>>>>
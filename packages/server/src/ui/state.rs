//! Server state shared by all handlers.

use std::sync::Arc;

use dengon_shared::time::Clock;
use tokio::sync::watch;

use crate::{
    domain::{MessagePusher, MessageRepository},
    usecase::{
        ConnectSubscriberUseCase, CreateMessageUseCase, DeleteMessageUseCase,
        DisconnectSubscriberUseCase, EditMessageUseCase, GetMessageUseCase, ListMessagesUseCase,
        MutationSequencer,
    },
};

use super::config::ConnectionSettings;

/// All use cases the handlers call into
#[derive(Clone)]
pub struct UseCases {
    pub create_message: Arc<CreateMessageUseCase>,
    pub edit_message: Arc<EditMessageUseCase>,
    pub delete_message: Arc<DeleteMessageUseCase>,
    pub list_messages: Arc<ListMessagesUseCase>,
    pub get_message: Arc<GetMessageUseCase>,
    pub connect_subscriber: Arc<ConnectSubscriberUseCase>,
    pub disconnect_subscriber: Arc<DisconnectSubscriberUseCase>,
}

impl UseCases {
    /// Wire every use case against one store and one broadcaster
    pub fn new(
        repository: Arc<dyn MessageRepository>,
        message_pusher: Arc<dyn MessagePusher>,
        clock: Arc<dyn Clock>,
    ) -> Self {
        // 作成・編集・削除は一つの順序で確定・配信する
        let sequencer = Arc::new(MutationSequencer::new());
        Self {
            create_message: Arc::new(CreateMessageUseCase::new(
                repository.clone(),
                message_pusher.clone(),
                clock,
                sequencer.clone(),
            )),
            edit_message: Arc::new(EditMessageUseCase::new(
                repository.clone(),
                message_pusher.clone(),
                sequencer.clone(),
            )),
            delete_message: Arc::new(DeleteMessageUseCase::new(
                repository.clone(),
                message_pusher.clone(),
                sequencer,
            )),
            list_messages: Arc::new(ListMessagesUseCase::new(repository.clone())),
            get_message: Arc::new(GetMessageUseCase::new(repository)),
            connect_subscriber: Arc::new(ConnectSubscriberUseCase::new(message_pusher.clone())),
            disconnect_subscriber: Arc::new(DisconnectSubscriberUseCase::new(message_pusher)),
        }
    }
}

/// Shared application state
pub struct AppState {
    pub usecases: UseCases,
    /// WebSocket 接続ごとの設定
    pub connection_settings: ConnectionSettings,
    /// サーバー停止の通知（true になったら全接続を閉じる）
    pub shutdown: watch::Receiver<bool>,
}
<<<<
- **Work request**: Tell how many lines in the entries above include the string "watch", and write nothing but the number.

- **Exercise output**: 2